Когда девица Ляпунова вышла к нему, он ей сказал:
– Поедемте, Сонечка вас в Алатыре давно ждет, – потом подставил ей ловко левое колено, правую ладонь, весьма напоминавшую медвежью лапу, и, слегка поддерживая левой рукой, вскинул как перышко на верх полуторасаженной высоты рыдвана; после этого вскочил сам, разобрал вожжи, гикнул и был таков. Девица Ляпунова и опомниться не успела.
Много лет ходил об этом рассказ по Нижегородской губернии, и многие спрашивали:
– Да что он – потомок Стеньки Разина или внук Емельки Пугачева? А он обычно говаривал:
– Если Александра Викторовна будет жить с нами, то ее институтские замашки и привычки надо из нее вырвать так, как вырывают зуб, – с корнем, единым махом.
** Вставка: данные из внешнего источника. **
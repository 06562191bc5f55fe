//! Shell-style pattern matching over `/`-separated keys.
//!
//! | Token | Matches |
//! |-------|---------|
//! | `*` | any run of characters within one segment |
//! | `**` | any run of characters, across segments |
//! | `?` | one character other than `/` |
//! | `[abc]`, `[!abc]` | one character from (or not from) the set |
//!
//! Backends expand a pattern by listing from its [`literal_base`] and
//! filtering the candidates through a compiled [`Pattern`].

use std::collections::BTreeSet;

use regex::Regex;

use crate::FsError;

/// Returns `true` if `s` contains a glob metacharacter.
pub fn has_magic(s: &str) -> bool {
    s.contains(['*', '?', '['])
}

/// The longest leading run of segments without metacharacters.
///
/// ```rust
/// use schemefs::glob::literal_base;
///
/// assert_eq!(literal_base("bucket/dir/*.csv"), "bucket/dir");
/// assert_eq!(literal_base("bucket/**/x"), "bucket");
/// assert_eq!(literal_base("*.csv"), "");
/// ```
pub fn literal_base(pattern: &str) -> &str {
    let mut end = 0;
    for (idx, segment) in segment_bounds(pattern) {
        if has_magic(segment) {
            break;
        }
        end = idx + segment.len();
    }
    &pattern[..end]
}

/// How many segments below its [`literal_base`] a pattern can reach, or
/// `None` if a `**` lets it match at any depth.
///
/// ```rust
/// use schemefs::glob::match_depth;
///
/// assert_eq!(match_depth("/data/*.csv"), Some(1));
/// assert_eq!(match_depth("/data/*/x.csv"), Some(2));
/// assert_eq!(match_depth("/data/**/x.csv"), None);
/// ```
pub fn match_depth(pattern: &str) -> Option<usize> {
    let rest = pattern[literal_base(pattern).len()..].trim_start_matches('/');
    if rest.contains("**") {
        return None;
    }
    Some(rest.split('/').filter(|s| !s.is_empty()).count())
}

fn segment_bounds(s: &str) -> impl Iterator<Item = (usize, &str)> {
    let mut offset = 0;
    s.split('/').map(move |seg| {
        let start = offset;
        offset += seg.len() + 1;
        (start, seg)
    })
}

/// Every directory implied by a set of keys, excluding the empty root.
///
/// `a/b/c.txt` implies `a` and `a/b`.
pub fn implied_dirs<'a>(keys: impl IntoIterator<Item = &'a str>) -> BTreeSet<String> {
    let mut dirs = BTreeSet::new();
    for key in keys {
        let mut end = 0;
        while let Some(pos) = key[end..].find('/') {
            end += pos;
            if end > 0 {
                dirs.insert(key[..end].to_string());
            }
            end += 1;
        }
    }
    dirs
}

/// A compiled glob pattern.
#[derive(Debug, Clone)]
pub struct Pattern {
    source: String,
    regex: Regex,
}

impl Pattern {
    /// Compile a pattern.
    ///
    /// # Errors
    ///
    /// - [`FsError::MalformedPath`] for an unterminated `[` set
    pub fn new(pattern: &str) -> Result<Self, FsError> {
        let translated = translate(pattern).ok_or_else(|| FsError::MalformedPath {
            path: pattern.to_string(),
            reason: "unterminated character set".into(),
        })?;
        let regex = Regex::new(&translated).map_err(|e| FsError::MalformedPath {
            path: pattern.to_string(),
            reason: e.to_string(),
        })?;
        Ok(Self {
            source: pattern.to_string(),
            regex,
        })
    }

    /// The pattern as written.
    pub fn as_str(&self) -> &str {
        &self.source
    }

    /// Returns `true` if the whole of `candidate` matches.
    pub fn matches(&self, candidate: &str) -> bool {
        self.regex.is_match(candidate)
    }

    /// Keep the matching candidates, sorted and deduplicated.
    pub fn filter<I, S>(&self, candidates: I) -> Vec<String>
    where
        I: IntoIterator<Item = S>,
        S: AsRef<str>,
    {
        let matched: BTreeSet<String> = candidates
            .into_iter()
            .filter(|c| self.matches(c.as_ref()))
            .map(|c| c.as_ref().to_string())
            .collect();
        matched.into_iter().collect()
    }
}

fn translate(pattern: &str) -> Option<String> {
    let mut out = String::with_capacity(pattern.len() * 2);
    out.push('^');
    let chars: Vec<char> = pattern.chars().collect();
    let mut i = 0;
    while i < chars.len() {
        match chars[i] {
            '*' if chars.get(i + 1) == Some(&'*') => {
                i += 2;
                if chars.get(i) == Some(&'/') {
                    // `a/**/b` also matches `a/b`
                    out.push_str("(?:.*/)?");
                    i += 1;
                } else {
                    out.push_str(".*");
                }
                continue;
            }
            '*' => out.push_str("[^/]*"),
            '?' => out.push_str("[^/]"),
            '[' => {
                let close = chars[i + 1..].iter().position(|&c| c == ']')? + i + 1;
                let body: String = chars[i + 1..close].iter().collect();
                out.push('[');
                match body.strip_prefix('!') {
                    Some(rest) => {
                        out.push('^');
                        out.push_str(&escape_class(rest));
                    }
                    None => out.push_str(&escape_class(&body)),
                }
                out.push(']');
                i = close;
            }
            c => out.push_str(&regex::escape(&c.to_string())),
        }
        i += 1;
    }
    out.push('$');
    Some(out)
}

fn escape_class(body: &str) -> String {
    body.chars()
        .flat_map(|c| match c {
            '\\' | '[' | ']' | '^' | '&' | '~' => vec!['\\', c],
            _ => vec![c],
        })
        .collect()
}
Я упомянул отцовский револьвер в желтой кобуре. Этот револьвер в 1905 г., когда частным лицам было запрещено без особого разрешения иметь оружие, отец подарил мне, так как я был тогда в чине полковника, заведывал Опытовым бассейном, т. е. был начальником отдельной части и имел целый арсенал всякой всячины. Револьвер этот мастера Blanchard'a в Париже был куплен отцом в 1857 г. после того, как в Муромском лесу к нему пристали двое татар и шли рядом с возом, все щупая, что на возу; они отстали лишь, когда случайно из боковой дороги выехала артель крестьян-дровосеков:
– Ну, купец, счастлив твой бог, что ты нас повстречал, гнил бы ты в овраге, ведь это были Ахметка и Абдулка – разбойники ведомые.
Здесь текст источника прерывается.